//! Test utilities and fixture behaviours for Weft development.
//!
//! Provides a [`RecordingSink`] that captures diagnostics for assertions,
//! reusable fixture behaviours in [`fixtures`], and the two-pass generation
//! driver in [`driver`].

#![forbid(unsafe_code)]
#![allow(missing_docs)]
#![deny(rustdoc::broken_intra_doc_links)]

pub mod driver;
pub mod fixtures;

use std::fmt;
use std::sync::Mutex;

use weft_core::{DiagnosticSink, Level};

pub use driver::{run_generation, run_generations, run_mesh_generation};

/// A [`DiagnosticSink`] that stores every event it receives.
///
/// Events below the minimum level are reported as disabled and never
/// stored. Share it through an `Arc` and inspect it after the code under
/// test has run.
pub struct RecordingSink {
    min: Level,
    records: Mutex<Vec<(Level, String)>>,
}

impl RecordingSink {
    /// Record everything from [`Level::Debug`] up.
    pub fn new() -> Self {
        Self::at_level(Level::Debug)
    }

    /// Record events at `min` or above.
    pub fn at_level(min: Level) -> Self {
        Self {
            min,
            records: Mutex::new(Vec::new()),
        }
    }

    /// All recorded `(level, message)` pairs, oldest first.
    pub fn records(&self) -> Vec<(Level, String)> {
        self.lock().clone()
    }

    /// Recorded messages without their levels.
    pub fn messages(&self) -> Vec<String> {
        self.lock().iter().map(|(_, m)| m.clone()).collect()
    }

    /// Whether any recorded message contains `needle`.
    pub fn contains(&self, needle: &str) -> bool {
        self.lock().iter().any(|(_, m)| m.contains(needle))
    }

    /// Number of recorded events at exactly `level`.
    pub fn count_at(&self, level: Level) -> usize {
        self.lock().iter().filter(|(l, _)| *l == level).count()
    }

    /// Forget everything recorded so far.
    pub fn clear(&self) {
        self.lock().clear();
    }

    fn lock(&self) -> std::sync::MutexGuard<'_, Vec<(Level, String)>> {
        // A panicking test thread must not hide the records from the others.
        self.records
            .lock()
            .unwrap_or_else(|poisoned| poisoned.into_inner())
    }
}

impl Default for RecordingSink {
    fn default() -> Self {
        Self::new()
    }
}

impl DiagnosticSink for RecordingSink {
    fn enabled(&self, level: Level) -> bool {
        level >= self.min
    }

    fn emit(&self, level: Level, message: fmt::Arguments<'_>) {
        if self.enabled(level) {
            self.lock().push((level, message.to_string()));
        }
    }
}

+ + + + +

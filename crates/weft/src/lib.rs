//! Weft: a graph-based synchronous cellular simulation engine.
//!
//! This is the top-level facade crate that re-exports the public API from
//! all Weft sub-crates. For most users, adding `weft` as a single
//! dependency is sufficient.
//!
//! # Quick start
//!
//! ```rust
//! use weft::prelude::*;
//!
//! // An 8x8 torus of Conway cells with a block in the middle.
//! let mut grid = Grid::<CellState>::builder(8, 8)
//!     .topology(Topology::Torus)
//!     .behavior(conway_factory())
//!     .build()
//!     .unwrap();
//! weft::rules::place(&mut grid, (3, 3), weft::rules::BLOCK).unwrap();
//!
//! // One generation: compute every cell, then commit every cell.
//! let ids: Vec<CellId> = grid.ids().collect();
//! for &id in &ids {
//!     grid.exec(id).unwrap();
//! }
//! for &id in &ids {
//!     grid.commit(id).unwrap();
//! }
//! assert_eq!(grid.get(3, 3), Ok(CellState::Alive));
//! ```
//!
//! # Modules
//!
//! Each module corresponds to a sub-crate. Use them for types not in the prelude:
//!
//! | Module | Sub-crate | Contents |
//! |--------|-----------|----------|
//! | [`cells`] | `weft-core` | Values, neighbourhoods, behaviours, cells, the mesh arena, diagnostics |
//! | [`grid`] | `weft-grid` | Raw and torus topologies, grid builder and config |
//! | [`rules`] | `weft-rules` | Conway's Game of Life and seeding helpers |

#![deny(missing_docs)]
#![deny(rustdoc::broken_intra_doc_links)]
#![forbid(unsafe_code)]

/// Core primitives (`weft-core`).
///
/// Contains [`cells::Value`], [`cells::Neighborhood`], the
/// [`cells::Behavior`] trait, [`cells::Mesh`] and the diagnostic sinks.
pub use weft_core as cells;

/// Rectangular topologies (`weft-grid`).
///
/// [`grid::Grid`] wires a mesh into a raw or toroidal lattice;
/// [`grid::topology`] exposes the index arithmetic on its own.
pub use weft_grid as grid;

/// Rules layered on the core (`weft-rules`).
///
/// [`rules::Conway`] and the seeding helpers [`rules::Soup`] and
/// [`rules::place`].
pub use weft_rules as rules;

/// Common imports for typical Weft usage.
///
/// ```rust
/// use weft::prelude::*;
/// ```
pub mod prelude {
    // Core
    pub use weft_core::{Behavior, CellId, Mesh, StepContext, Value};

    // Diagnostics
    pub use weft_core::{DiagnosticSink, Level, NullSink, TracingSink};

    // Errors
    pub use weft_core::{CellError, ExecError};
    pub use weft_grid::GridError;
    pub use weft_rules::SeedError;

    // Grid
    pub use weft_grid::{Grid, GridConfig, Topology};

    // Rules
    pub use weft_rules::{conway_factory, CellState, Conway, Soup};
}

+ + + + +

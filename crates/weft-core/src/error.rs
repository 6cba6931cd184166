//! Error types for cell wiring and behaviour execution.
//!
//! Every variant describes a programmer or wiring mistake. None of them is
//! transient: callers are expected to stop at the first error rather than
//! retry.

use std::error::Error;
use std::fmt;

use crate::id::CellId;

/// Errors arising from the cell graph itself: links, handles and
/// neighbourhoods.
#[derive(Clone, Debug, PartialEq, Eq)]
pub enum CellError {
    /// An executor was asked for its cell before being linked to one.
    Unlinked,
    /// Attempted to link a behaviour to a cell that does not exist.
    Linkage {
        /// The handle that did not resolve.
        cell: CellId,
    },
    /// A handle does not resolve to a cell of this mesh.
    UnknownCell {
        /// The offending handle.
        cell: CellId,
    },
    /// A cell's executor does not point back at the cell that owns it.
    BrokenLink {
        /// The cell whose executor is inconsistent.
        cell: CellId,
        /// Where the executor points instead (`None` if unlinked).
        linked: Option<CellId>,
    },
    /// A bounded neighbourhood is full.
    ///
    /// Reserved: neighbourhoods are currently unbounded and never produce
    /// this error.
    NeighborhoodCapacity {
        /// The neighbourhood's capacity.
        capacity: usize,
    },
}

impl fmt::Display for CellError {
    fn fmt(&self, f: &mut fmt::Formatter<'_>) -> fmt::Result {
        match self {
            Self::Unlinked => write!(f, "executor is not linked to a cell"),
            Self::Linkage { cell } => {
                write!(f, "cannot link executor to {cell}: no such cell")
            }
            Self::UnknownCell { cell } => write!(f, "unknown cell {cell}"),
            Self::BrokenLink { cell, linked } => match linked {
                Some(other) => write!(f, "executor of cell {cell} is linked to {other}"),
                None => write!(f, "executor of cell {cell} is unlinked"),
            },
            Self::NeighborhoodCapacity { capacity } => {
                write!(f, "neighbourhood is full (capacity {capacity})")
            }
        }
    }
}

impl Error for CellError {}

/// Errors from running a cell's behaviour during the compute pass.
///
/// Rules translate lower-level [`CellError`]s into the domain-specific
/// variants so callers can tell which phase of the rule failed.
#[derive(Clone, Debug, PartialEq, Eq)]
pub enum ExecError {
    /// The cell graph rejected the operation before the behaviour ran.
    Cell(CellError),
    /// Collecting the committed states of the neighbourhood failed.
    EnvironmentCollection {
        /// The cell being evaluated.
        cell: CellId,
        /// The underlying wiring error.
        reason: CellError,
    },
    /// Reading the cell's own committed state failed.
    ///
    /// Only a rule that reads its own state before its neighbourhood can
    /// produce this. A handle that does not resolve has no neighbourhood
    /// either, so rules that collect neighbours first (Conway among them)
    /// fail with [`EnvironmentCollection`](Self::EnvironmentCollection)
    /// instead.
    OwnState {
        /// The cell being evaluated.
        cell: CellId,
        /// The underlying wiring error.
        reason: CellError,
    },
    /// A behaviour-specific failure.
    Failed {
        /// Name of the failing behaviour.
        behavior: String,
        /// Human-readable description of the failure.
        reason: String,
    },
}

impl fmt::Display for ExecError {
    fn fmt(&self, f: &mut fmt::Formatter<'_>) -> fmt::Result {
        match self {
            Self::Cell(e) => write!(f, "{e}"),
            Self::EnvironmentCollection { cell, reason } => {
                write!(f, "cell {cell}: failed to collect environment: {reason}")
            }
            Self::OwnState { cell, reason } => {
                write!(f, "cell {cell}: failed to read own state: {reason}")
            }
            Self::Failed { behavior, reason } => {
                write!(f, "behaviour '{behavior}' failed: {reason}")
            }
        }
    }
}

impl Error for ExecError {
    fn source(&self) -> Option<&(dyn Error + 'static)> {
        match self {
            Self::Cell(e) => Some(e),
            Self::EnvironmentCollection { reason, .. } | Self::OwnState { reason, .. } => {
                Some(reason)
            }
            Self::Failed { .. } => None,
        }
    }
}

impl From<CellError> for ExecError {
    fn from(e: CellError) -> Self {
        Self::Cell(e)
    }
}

+ + + + +

Working from the material above, retype exactly the lines from the one with "for Weft development." through the one with "test has run.", both included, and only those lines.

//! Test utilities and fixture behaviours for Weft development.
//!
//! Provides a [`RecordingSink`] that captures diagnostics for assertions,
//! reusable fixture behaviours in [`fixtures`], and the two-pass generation
//! driver in [`driver`].

#![forbid(unsafe_code)]
#![allow(missing_docs)]
#![deny(rustdoc::broken_intra_doc_links)]

pub mod driver;
pub mod fixtures;

use std::fmt;
use std::sync::Mutex;

use weft_core::{DiagnosticSink, Level};

pub use driver::{run_generation, run_generations, run_mesh_generation};

/// A [`DiagnosticSink`] that stores every event it receives.
///
/// Events below the minimum level are reported as disabled and never
/// stored. Share it through an `Arc` and inspect it after the code under
/// test has run.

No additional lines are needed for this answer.